DATA ->
──────────────────────────────

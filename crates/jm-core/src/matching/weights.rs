/// 素点における各サブスコアの重み
pub const DEFAULT_WEIGHTS: Weights = Weights {
    skill: 0.5,
    experience: 0.3,
    education: 0.2,
};

#[derive(Debug, Clone, Copy, PartialEq)]
pub struct Weights {
    pub skill: f64,
    pub experience: f64,
    pub education: f64,
}

impl Default for Weights {
    fn default() -> Self {
        DEFAULT_WEIGHTS
    }
}

impl Weights {
    pub fn sum(&self) -> f64 {
        self.skill + self.experience + self.education
    }

    pub fn combine(&self, skill: f64, experience: f64, education: f64) -> f64 {
        self.skill * skill + self.experience * experience + self.education * education
    }
}

#[cfg(test)]
mod tests {
    use super::*;

    #[test]
    fn weights_sum_to_one() {
        assert!((DEFAULT_WEIGHTS.sum() - 1.0).abs() < 1e-6);
    }

    #[test]
    fn combine_is_weighted_sum() {
        let raw = DEFAULT_WEIGHTS.combine(1.0, 0.5, 0.0);
        assert!((raw - 0.65).abs() < 1e-12);
    }
}
use super::{
    skills::SkillScoringParams,
    weights::{DEFAULT_WEIGHTS, Weights},
};
use crate::{JobPosting, MatchError, MatchResult, MatchScores};

/// 表示用に素点へ掛けるロジスティック曲線
#[derive(Debug, Clone, Copy, PartialEq)]
pub struct CurveParams {
    /// `k`: 中点での傾き
    pub steepness: f64,
    /// `x0`: ちょうど 0.5 に写る素点
    pub midpoint: f64,
}

impl Default for CurveParams {
    fn default() -> Self {
        Self {
            steepness: 6.0,
            midpoint: 0.5,
        }
    }
}

impl CurveParams {
    pub fn apply(&self, raw: f64) -> f64 {
        1.0 / (1.0 + (-self.steepness * (raw - self.midpoint)).exp())
    }
}

#[derive(Debug, Clone, PartialEq)]
pub struct MatchingConfig {
    pub weights: Weights,
    pub location_bonus: f64,
    pub curve: CurveParams,
    pub skills: SkillScoringParams,
}

impl Default for MatchingConfig {
    fn default() -> Self {
        Self {
            weights: DEFAULT_WEIGHTS,
            location_bonus: 0.05,
            curve: CurveParams::default(),
            skills: SkillScoringParams::default(),
        }
    }
}

impl MatchingConfig {
    /// 既定値を `JM_*` 環境変数で上書きする。パースできない値は既定値のまま
    pub fn from_env() -> Self {
        let defaults = Self::default();
        Self {
            weights: Weights {
                skill: env_f64("JM_SKILL_WEIGHT", defaults.weights.skill),
                experience: env_f64("JM_EXPERIENCE_WEIGHT", defaults.weights.experience),
                education: env_f64("JM_EDUCATION_WEIGHT", defaults.weights.education),
            },
            location_bonus: env_f64("JM_LOCATION_BONUS", defaults.location_bonus),
            curve: CurveParams {
                steepness: env_f64("JM_CURVE_STEEPNESS", defaults.curve.steepness),
                midpoint: env_f64("JM_CURVE_MIDPOINT", defaults.curve.midpoint),
            },
            skills: SkillScoringParams {
                fuzzy_threshold: env_f64("JM_FUZZY_THRESHOLD", defaults.skills.fuzzy_threshold),
                ..defaults.skills
            },
        }
    }

    pub fn validate(&self) -> Result<(), MatchError> {
        let params = [
            ("weights.skill", self.weights.skill),
            ("weights.experience", self.weights.experience),
            ("weights.education", self.weights.education),
            ("location_bonus", self.location_bonus),
            ("curve.steepness", self.curve.steepness),
            ("curve.midpoint", self.curve.midpoint),
            ("skills.fuzzy_threshold", self.skills.fuzzy_threshold),
            ("skills.breadth_bonus_per_skill", self.skills.breadth_bonus_per_skill),
            ("skills.breadth_bonus_cap", self.skills.breadth_bonus_cap),
        ];
        if let Some((name, value)) = params
            .iter()
            .find(|(_, value)| !value.is_finite() || *value < 0.0)
        {
            return Err(MatchError::InvalidConfig(format!(
                "{name} must be a non-negative number, got {value}"
            )));
        }

        let sum = self.weights.sum();
        if (sum - 1.0).abs() > 1e-6 {
            return Err(MatchError::InvalidConfig(format!(
                "weights must sum to 1.0, got {sum:.6}"
            )));
        }

        Ok(())
    }
}

fn env_f64(key: &str, default: f64) -> f64 {
    std::env::var(key)
        .ok()
        .and_then(|raw| raw.trim().parse().ok())
        .unwrap_or(default)
}

/// 求人ごとの丸め前サブスコア
#[derive(Debug, Clone, Copy, PartialEq)]
pub struct SubScores {
    pub skill: f64,
    pub experience: f64,
    pub education: f64,
    pub location_bonus: f64,
}

/// 重み付き素点（クランプ済み）と曲線適用後の表示スコア
pub fn combine(config: &MatchingConfig, sub: &SubScores) -> (f64, f64) {
    let raw = (config.weights.combine(
        sub.skill.clamp(0.0, 1.0),
        sub.experience.clamp(0.0, 1.0),
        sub.education.clamp(0.0, 1.0),
    ) + sub.location_bonus)
        .clamp(0.0, 1.0);
    let curved = config.curve.apply(raw).clamp(0.0, 1.0);
    (raw, curved)
}

pub fn build_result(config: &MatchingConfig, job: &JobPosting, sub: &SubScores) -> MatchResult {
    let (raw, curved) = combine(config, sub);

    MatchResult {
        id: job.id.clone(),
        title: job.title.clone(),
        company: job.company.clone(),
        match_percentage: round_to(curved * 100.0, 1).clamp(0.0, 100.0),
        scores: MatchScores {
            skill: round_to(sub.skill.clamp(0.0, 1.0), 3),
            experience: round_to(sub.experience.clamp(0.0, 1.0), 3),
            education: round_to(sub.education.clamp(0.0, 1.0), 3),
            raw_final: round_to(raw, 3),
            final_score: round_to(curved, 3),
        },
    }
}

pub fn round_to(value: f64, decimals: i32) -> f64 {
    let factor = 10f64.powi(decimals);
    (value * factor).round() / factor
}
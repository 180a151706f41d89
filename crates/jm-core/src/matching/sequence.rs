use std::collections::HashMap;

/// Ratcliff/Obershelp 類似度 `2 * M / T`（M: 一致文字数, T: 両文字列の長さ合計）
///
/// 最長一致ブロックを取り、その左右を再帰的に同様に処理する。同長のブロックが
/// 複数ある場合は `a` 側で最も早く始まるものを採用する。200文字以上で働く
/// 頻出文字の除外は行わない（スキル名の長さでは発生しない）。
pub fn sequence_ratio(a: &str, b: &str) -> f64 {
    let a: Vec<char> = a.chars().collect();
    let b: Vec<char> = b.chars().collect();
    let total = a.len() + b.len();
    if total == 0 {
        return 1.0;
    }

    let mut b_index: HashMap<char, Vec<usize>> = HashMap::new();
    for (j, c) in b.iter().enumerate() {
        b_index.entry(*c).or_default().push(j);
    }

    let mut matched = 0usize;
    let mut pending = vec![(0, a.len(), 0, b.len())];
    while let Some((a_lo, a_hi, b_lo, b_hi)) = pending.pop() {
        let (i, j, size) = longest_match(&a, &b_index, a_lo, a_hi, b_lo, b_hi);
        if size == 0 {
            continue;
        }
        matched += size;
        if a_lo < i && b_lo < j {
            pending.push((a_lo, i, b_lo, j));
        }
        if i + size < a_hi && j + size < b_hi {
            pending.push((i + size, a_hi, j + size, b_hi));
        }
    }

    2.0 * matched as f64 / total as f64
}

/// `a[a_lo..a_hi]` と `b[b_lo..b_hi]` の最長共通部分列（連続）を `(i, j, size)` で返す。
fn longest_match(
    a: &[char],
    b_index: &HashMap<char, Vec<usize>>,
    a_lo: usize,
    a_hi: usize,
    b_lo: usize,
    b_hi: usize,
) -> (usize, usize, usize) {
    let (mut best_i, mut best_j, mut best_size) = (a_lo, b_lo, 0);
    // j → a[i-1] で終わる b[j] までの一致長
    let mut run_len: HashMap<usize, usize> = HashMap::new();

    for (i, c) in a.iter().enumerate().take(a_hi).skip(a_lo) {
        let mut next_run_len = HashMap::new();
        let positions = b_index.get(c).map(Vec::as_slice).unwrap_or(&[]);
        for &j in positions {
            if j < b_lo {
                continue;
            }
            if j >= b_hi {
                break;
            }
            let k = j
                .checked_sub(1)
                .and_then(|prev| run_len.get(&prev))
                .copied()
                .unwrap_or(0)
                + 1;
            next_run_len.insert(j, k);
            if k > best_size {
                best_i = i + 1 - k;
                best_j = j + 1 - k;
                best_size = k;
            }
        }
        run_len = next_run_len;
    }

    (best_i, best_j, best_size)
}

#[cfg(test)]
mod tests {
    use super::*;

    fn assert_close(actual: f64, expected: f64) {
        assert!(
            (actual - expected).abs() < 1e-12,
            "expected {expected}, got {actual}"
        );
    }

    #[test]
    fn identical_and_empty_inputs() {
        assert_eq!(sequence_ratio("rust", "rust"), 1.0);
        assert_eq!(sequence_ratio("", ""), 1.0);
        assert_eq!(sequence_ratio("rust", ""), 0.0);
    }

    #[test]
    fn one_extra_character() {
        assert_close(sequence_ratio("rust", "rusty"), 8.0 / 9.0);
        assert_close(sequence_ratio("kubernetes", "kubernets"), 18.0 / 19.0);
        assert_close(sequence_ratio("rustlang", "rustlng"), 14.0 / 15.0);
    }

    #[test]
    fn blocks_on_both_sides_of_longest_match() {
        // "k" first, then "s" from the remainder on the right
        assert_close(sequence_ratio("k8s", "kubernets"), 4.0 / 12.0);
    }

    #[test]
    fn rotation_keeps_only_longest_block() {
        // "bcd" matches; the leftover "a" sits on opposite sides
        assert_close(sequence_ratio("abcd", "bcda"), 6.0 / 8.0);
    }

    #[test]
    fn unrelated_words_score_low() {
        assert_close(sequence_ratio("cobol", "haskell"), 2.0 / 12.0);
    }
}
mod input;

use std::{
    io::{self, Write},
    path::PathBuf,
    process::ExitCode,
    time::{Duration, Instant},
};

use clap::Parser;
use dotenvy::dotenv;
use jm_core::{
    MatchResult, MatchingConfig, MatchingEngine,
    logging::{init_tracing_subscriber, install_tracing_panic_hook},
};
use tracing::{error, info};

use input::{CliError, load_candidate, load_education_levels, load_jobs, load_synonyms};

#[derive(Debug, Parser)]
#[command(
    name = "jm-rank",
    about = "Rank job postings against a candidate profile"
)]
struct Cli {
    /// Candidate profile JSON (skills, experience, education, location)
    #[arg(long, env = "JM_CANDIDATE")]
    candidate: PathBuf,

    /// JSON array of job postings
    #[arg(long, env = "JM_JOBS")]
    jobs: PathBuf,

    /// Replacement synonym table: [{"canonical": .., "spellings": [..]}]
    #[arg(long, env = "JM_SYNONYMS")]
    synonyms: Option<PathBuf>,

    /// Replacement education level table: [["keyword", level], ..]
    #[arg(long, env = "JM_EDUCATION_LEVELS")]
    education_levels: Option<PathBuf>,

    /// Only print the best N matches
    #[arg(long)]
    top: Option<usize>,

    /// Stop scoring after this many milliseconds and print what is ready
    #[arg(long, env = "JM_DEADLINE_MS")]
    deadline_ms: Option<u64>,

    #[arg(long)]
    pretty: bool,
}

fn main() -> ExitCode {
    dotenv().ok();
    init_tracing_subscriber("jm-rank");
    install_tracing_panic_hook("jm-rank");

    let cli = Cli::parse();
    match run(&cli) {
        Ok(()) => ExitCode::SUCCESS,
        Err(err) => {
            error!(error = %err, "ranking failed");
            ExitCode::FAILURE
        }
    }
}

fn run(cli: &Cli) -> Result<(), CliError> {
    let engine = MatchingEngine::new(
        MatchingConfig::from_env(),
        load_synonyms(cli.synonyms.as_deref())?,
        load_education_levels(cli.education_levels.as_deref())?,
    )?;

    let candidate = load_candidate(&cli.candidate)?;
    let jobs = load_jobs(&cli.jobs)?;
    info!(jobs = jobs.len(), "loaded job pool");

    let mut results = match cli.deadline_ms {
        Some(ms) => {
            let deadline = Instant::now() + Duration::from_millis(ms);
            engine.rank_json_until(&candidate, &jobs, deadline)
        }
        None => engine.rank_json(&candidate, &jobs),
    };

    if let Some(top) = cli.top {
        results.truncate(top);
    }

    write_results(&results, cli.pretty)
}

fn write_results(results: &[MatchResult], pretty: bool) -> Result<(), CliError> {
    let stdout = io::stdout();
    let mut out = stdout.lock();
    let written = if pretty {
        serde_json::to_writer_pretty(&mut out, results)
    } else {
        serde_json::to_writer(&mut out, results)
    };
    written.map_err(CliError::Output)?;
    let _ = writeln!(out);
    Ok(())
}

──────────────────────────────

REQUIRED ACTION ->
Please copy out every line in the listing that has the string "MatchError".

ANSWER TO THE EXERCISE ->
use crate::{JobPosting, MatchError, MatchResult, MatchScores};
    pub fn validate(&self) -> Result<(), MatchError> {
            return Err(MatchError::InvalidConfig(format!(
            return Err(MatchError::InvalidConfig(format!(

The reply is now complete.